5.61 Percent Growth: How and for Whom?
Perhaps the spirits of the nation’s founders are currently held captive, unable to find a fitting resting place after so many years since their passing. In the preamble to the 1945 Constitution, they entrusted noble aspirations: to protect the entire nation, advance the general welfare, and realise social justice for all the people of Indonesia.
However, after more than seven decades of independence, that mandate increasingly feels like a constitutional promise that is repeatedly recited but equally often betrayed by development practices that drift away from the people.
Today, the state is busy celebrating improvements in statistical figures, while the people confront the harsh realities of mere survival.

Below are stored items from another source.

use std::io;
use std::path::PathBuf;

use thiserror::Error;

use crate::encoding::{EncodingError, UnknownEncoding};

/// Problems detected before any network activity. Always fatal.
#[derive(Debug, Error)]
pub enum ConfigError {
    #[error("no HL7 messages to send")]
    EmptyMessageSet,

    #[error(transparent)]
    UnknownEncoding(#[from] UnknownEncoding),

    #[error("invalid {name}: {value} (expected a non-negative number of seconds)")]
    InvalidDuration { name: &'static str, value: f64 },

    #[error("failed to read message file {}: {source}", .path.display())]
    MessageFile { path: PathBuf, source: io::Error },

    #[error("message file {} is empty", .0.display())]
    EmptyMessageFile(PathBuf),
}

/// Faults that end one connection cycle. The sender recovers from all of
/// them by backing off and reconnecting.
#[derive(Debug, Error)]
pub enum SendError {
    #[error("connection fault: {0}")]
    Connection(#[from] io::Error),

    #[error(transparent)]
    Encoding(#[from] EncodingError),
}
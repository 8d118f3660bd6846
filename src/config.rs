use std::time::Duration;

use crate::encoding::Encoding;
use crate::error::ConfigError;

const DEFAULT_PORT: u16 = 2575;
const DEFAULT_TIMEOUT: Duration = Duration::from_secs(5);

/// What to do with a message that cannot be represented in the configured
/// encoding.
#[derive(Debug, Clone, Copy, PartialEq, Eq, Default)]
pub enum EncodingPolicy {
    /// Treat it like a connection fault: drop the connection, back off, retry.
    #[default]
    Reconnect,
    /// Log it and move on to the next message.
    Skip,
}

/// Parameters of one run. Built once, never mutated.
#[derive(Debug, Clone)]
pub struct RunConfig {
    pub host: String,
    pub port: u16,
    /// Pause after every successful send.
    pub interval: Duration,
    /// Total messages to send; 0 sends forever.
    pub count: u64,
    /// Zero disables the timeout.
    pub connect_timeout: Duration,
    /// Read and write timeout on the open connection. Zero disables it.
    pub io_timeout: Duration,
    pub ack: bool,
    pub encoding: Encoding,
    pub new_conn_each: bool,
    /// One backoff step; the delay after `k` consecutive faults is
    /// `min(30, 1 + k)` steps.
    pub backoff_unit: Duration,
    pub encoding_policy: EncodingPolicy,
}

impl Default for RunConfig {
    fn default() -> Self {
        Self {
            host: "127.0.0.1".to_string(),
            port: DEFAULT_PORT,
            interval: Duration::from_secs(1),
            count: 0,
            connect_timeout: DEFAULT_TIMEOUT,
            io_timeout: DEFAULT_TIMEOUT,
            ack: false,
            encoding: Encoding::Utf8,
            new_conn_each: false,
            backoff_unit: Duration::from_secs(1),
            encoding_policy: EncodingPolicy::Reconnect,
        }
    }
}

/// Converts a command line value in seconds.
pub fn seconds(name: &'static str, value: f64) -> Result<Duration, ConfigError> {
    Duration::try_from_secs_f64(value).map_err(|_| ConfigError::InvalidDuration { name, value })
}

/// `None` for a zero duration, as the socket APIs expect.
pub(crate) fn as_timeout(duration: Duration) -> Option<Duration> {
    (!duration.is_zero()).then_some(duration)
}

#[cfg(test)]
mod tests {
    use super::*;

    #[test]
    fn seconds_rejects_negative_and_nan() {
        assert_eq!(seconds("interval", 0.25).unwrap(), Duration::from_millis(250));
        assert_eq!(seconds("interval", 0.0).unwrap(), Duration::ZERO);
        assert!(matches!(
            seconds("interval", -1.0),
            Err(ConfigError::InvalidDuration { name: "interval", .. })
        ));
        assert!(seconds("connect timeout", f64::NAN).is_err());
        assert!(seconds("connect timeout", f64::INFINITY).is_err());
    }

    #[test]
    fn zero_timeout_means_blocking() {
        assert_eq!(as_timeout(Duration::ZERO), None);
        assert_eq!(as_timeout(DEFAULT_TIMEOUT), Some(DEFAULT_TIMEOUT));
    }
}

The government, through Finance Minister Purbaya Yudhi Sadewa, has just delivered optimistic news: Indonesia’s economy grew by 5.61 percent in the first quarter of 2026.
This figure is touted as a sign that Indonesia has successfully escaped the “5 percent growth trap”.
From a macroeconomic perspective, this claim sounds impressive. Yet the underlying issue is simple: why, amidst growth described as high, are the people increasingly complaining about the heavy burden of living?
Among the middle class, consumption is being curtailed due to economic uncertainty.
In rural areas, farmers face high production costs and ever-thinner margins.
In cities, the younger generation finds it increasingly difficult to secure decent jobs with adequate incomes.
There is a widening chasm between the country’s economic figures and what the people are experiencing.
The most fundamental problem with the 5.61 percent figure does not lie in the validity of the statistics, but in what those statistics conceal.
Gross Domestic Product (GDP) is an aggregate number. It records total economic activity but does not automatically explain the distribution of its benefits.
GDP can grow high while the majority of the people do not feel any improvement in welfare.
Data for the first quarter of 2026 shows that the 5.61 percent growth was strongly supported by a surge in government consumption of 21.8 percent.
This spending was driven by bonuses for civil servants, accelerated public expenditure, and financing for the Free Nutritious Meals (MBG) programme.
Household consumption did grow by 5.52 percent, and investment rose by 5.96 percent, but the state’s fiscal injection was a decisive accelerator in shaping the headline growth figure.
In other words, today’s growth engine is heavily reliant on state injections. The economy appears to be advancing, but part of its momentum is propped up by fiscal pushes, not solely by transformations in national economic productivity.
In the short term, this can create an impression of progress. In the long term, such dependency harbours structural vulnerabilities.